YOUR GOAL
Collect all lines containing the word "validate" from the data.

Saved data entries
┄┄┄┄┄┄
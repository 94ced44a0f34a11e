// ABOUTME: Core domain types for runvault: snapshots, audit transactions, recovery requests.
// ABOUTME: Pure data and policy with no I/O; persistence lives in the runvault-store crate.

pub mod recovery;
pub mod serialize;
pub mod snapshot;
pub mod transaction;
pub mod validate;

pub use recovery::{RecoveryRequest, RecoveryType, RecoveryTypeError};
pub use serialize::{COMPRESSION_THRESHOLD, choose_format, to_storage_safe};
pub use snapshot::{AgentPhase, CheckpointType, SaveRequest, SerializationFormat, Snapshot};
pub use transaction::{OperationType, TransactionRecord, TransactionStatus};
pub use validate::{StateShapeValidator, Validation, ValidationError, Validator};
┄┄┄┄┄┄
SOLUTION BELOW
pub mod validate;
pub use validate::{StateShapeValidator, Validation, ValidationError, Validator};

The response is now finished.